With close to 50% of the world’s population living in endemic areas and it being one of the leading causes of death in children under the age of 5, malaria is a scourge that humans have endured since before they could walk fully upright. Moreover, the rate of resistance to current drug therapies is growing exponentially and scientists are always on the hunt for novel targets that have the potential to not only treat symptoms of infected patients, but also to block the transmission from the host to the mosquito vector.
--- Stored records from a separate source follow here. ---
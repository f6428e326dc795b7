use bson::oid::ObjectId;
use chrono::{DateTime, Utc};
use serde::{Deserialize, Serialize};

use crate::errors::ApiError;
use crate::models::role::Role;

#[derive(Debug, Serialize, Deserialize, Clone)]
pub struct OrganizationMember {
    pub user_id: ObjectId,

    pub role: Role,

    #[serde(default = "Utc::now")]
    pub joined_at: DateTime<Utc>,
}

#[derive(Debug, Serialize, Deserialize, Clone)]
pub struct Organization {
    #[serde(default, skip_serializing_if = "Option::is_none")]
    pub _id: Option<ObjectId>,

    pub name: String,

    #[serde(default)]
    pub description: String,

    /// Six-character join code, unique across organizations.
    pub code: String,

    pub owner_id: ObjectId,

    #[serde(default)]
    pub members: Vec<OrganizationMember>,

    #[serde(default = "Utc::now")]
    pub created_at: DateTime<Utc>,

    #[serde(default = "Utc::now")]
    pub updated_at: DateTime<Utc>,
}

/// Capability required by an organization-scoped operation.
#[derive(Debug, Clone, Copy, PartialEq, Eq)]
pub enum OrgAction {
    ViewSchedule,
    ManageSchedule,
    RecordSale,
    ManageOrganization,
}

impl Organization {
    pub fn id(&self) -> Result<ObjectId, ApiError> {
        self._id
            .ok_or_else(|| ApiError::Internal("Organization is missing an id".to_string()))
    }

    pub fn role_of(&self, user_id: &ObjectId) -> Option<Role> {
        if &self.owner_id == user_id {
            return Some(Role::Owner);
        }
        self.members
            .iter()
            .find(|member| &member.user_id == user_id)
            .map(|member| member.role)
    }

    pub fn is_member(&self, user_id: &ObjectId) -> bool {
        self.role_of(user_id).is_some()
    }

    /// Single authorization predicate for every organization-scoped operation.
    pub fn authorize(&self, user_id: &ObjectId, action: OrgAction) -> Result<Role, ApiError> {
        let role = self.role_of(user_id).ok_or_else(|| {
            ApiError::not_found("Not associated with an organization")
        })?;

        let allowed = match action {
            OrgAction::ViewSchedule | OrgAction::RecordSale => true,
            OrgAction::ManageSchedule => role.can_manage_schedule(),
            OrgAction::ManageOrganization => role == Role::Owner,
        };

        if allowed {
            Ok(role)
        } else {
            let msg = match action {
                OrgAction::ManageSchedule => "Only owners and managers may modify the schedule",
                OrgAction::ManageOrganization => "Only the organization owner may do this",
                _ => "Not allowed",
            };
            Err(ApiError::Forbidden(msg.to_string()))
        }
    }
}

#[cfg(test)]
mod tests {
    use super::*;

    fn org_with(owner: ObjectId, members: Vec<(ObjectId, Role)>) -> Organization {
        let now = Utc::now();
        Organization {
            _id: Some(ObjectId::new()),
            name: "Acme Door Sales".to_string(),
            description: String::new(),
            code: "AB12CD".to_string(),
            owner_id: owner,
            members: members
                .into_iter()
                .map(|(user_id, role)| OrganizationMember {
                    user_id,
                    role,
                    joined_at: now,
                })
                .collect(),
            created_at: now,
            updated_at: now,
        }
    }

    #[test]
    fn owner_field_wins_even_without_member_entry() {
        let owner = ObjectId::new();
        let org = org_with(owner, vec![]);
        assert_eq!(org.role_of(&owner), Some(Role::Owner));
    }

    #[test]
    fn employee_may_view_and_record_but_not_manage() {
        let owner = ObjectId::new();
        let employee = ObjectId::new();
        let org = org_with(owner, vec![(employee, Role::Employee)]);

        assert!(org.authorize(&employee, OrgAction::ViewSchedule).is_ok());
        assert!(org.authorize(&employee, OrgAction::RecordSale).is_ok());
        assert!(matches!(
            org.authorize(&employee, OrgAction::ManageSchedule),
            Err(ApiError::Forbidden(_))
        ));
        assert!(matches!(
            org.authorize(&employee, OrgAction::ManageOrganization),
            Err(ApiError::Forbidden(_))
        ));
    }

    #[test]
    fn manager_may_manage_schedule_but_not_organization() {
        let owner = ObjectId::new();
        let manager = ObjectId::new();
        let org = org_with(owner, vec![(manager, Role::Manager)]);

        assert!(org.authorize(&manager, OrgAction::ManageSchedule).is_ok());
        assert!(matches!(
            org.authorize(&manager, OrgAction::ManageOrganization),
            Err(ApiError::Forbidden(_))
        ));
    }

    #[test]
    fn non_member_gets_not_found() {
        let org = org_with(ObjectId::new(), vec![]);
        let stranger = ObjectId::new();
        assert!(matches!(
            org.authorize(&stranger, OrgAction::ViewSchedule),
            Err(ApiError::NotFound(_))
        ));
    }
}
Now, researchers from the Harvard T.H. Chan School of Public Health have discovered what they believe will become an indispensable new target for the development of antimalarial drug therapies. The scientists found that a malaria protein called calcineurin is essential for parasite invasion into red blood cells.
“Our study has great biological and medical significance, particularly in light of the huge disease burden of malaria,” explained senior author Manoj Duraisingh, Ph.D., professor of Immunology and Infectious Diseases at the T.H. Chan School of Public Health. “As drug resistance is a major problem for malaria control and eradication, it is critical that that we continue to develop new antimalarials that act against previously unexploited targets in the parasite to keep priming the drug pipeline.”
The findings from this study were published recently in Cell Host Microbe through an article entitled “Parasite Calcineurin Regulates Host Cell Recognition and Attachment by Apicomplexans.”
Using a mixture of reverse genetic and chemical genetic approaches the investigators were able to provide evidence for the function and essentiality of calcineurin and its associated signaling pathway for the parasite invasion mechanism. The Harvard team found that the protein enables the malaria parasites to recognize and attach to the surface of red blood cells—a necessary process not only for invasion, but an essential element to the overall survival of the parasite.
Interestingly, the researchers found that the inhibition of calcineurin rendered the parasites non-infective to red blood cells. Furthermore, studies from another group publishing in the same issue of the journal, showed that calcineurin inhibition was effective at different stages of the parasite life cycle, implicating the protein as a potential target for blocking malaria transmission.
Since there is much genetic conservation among parasites in the Apicomplexa phylum, the Harvard group worked closely with a team from Boston College to determine if calcineurin had a similar effect on the parasite, Toxoplasma gondii. Not surprisingly, this pathway seems to be conserved, as it prevented cellular attachment in this parasite species as well—opening up the potential that calcineurin could target other parasitic diseases in addition to malaria.
“Our study shows that the ability of malaria parasites to engage red blood cells is driven by an ancient mechanism for cellular attachment,” stated Aditya Paul, Ph.D., postdoctoral researcher in Dr. Duraisingh’s laboratory and lead author on the current study. “In addition to a possible drug target, calcineurin underlies a very basic aspect of parasite biology.”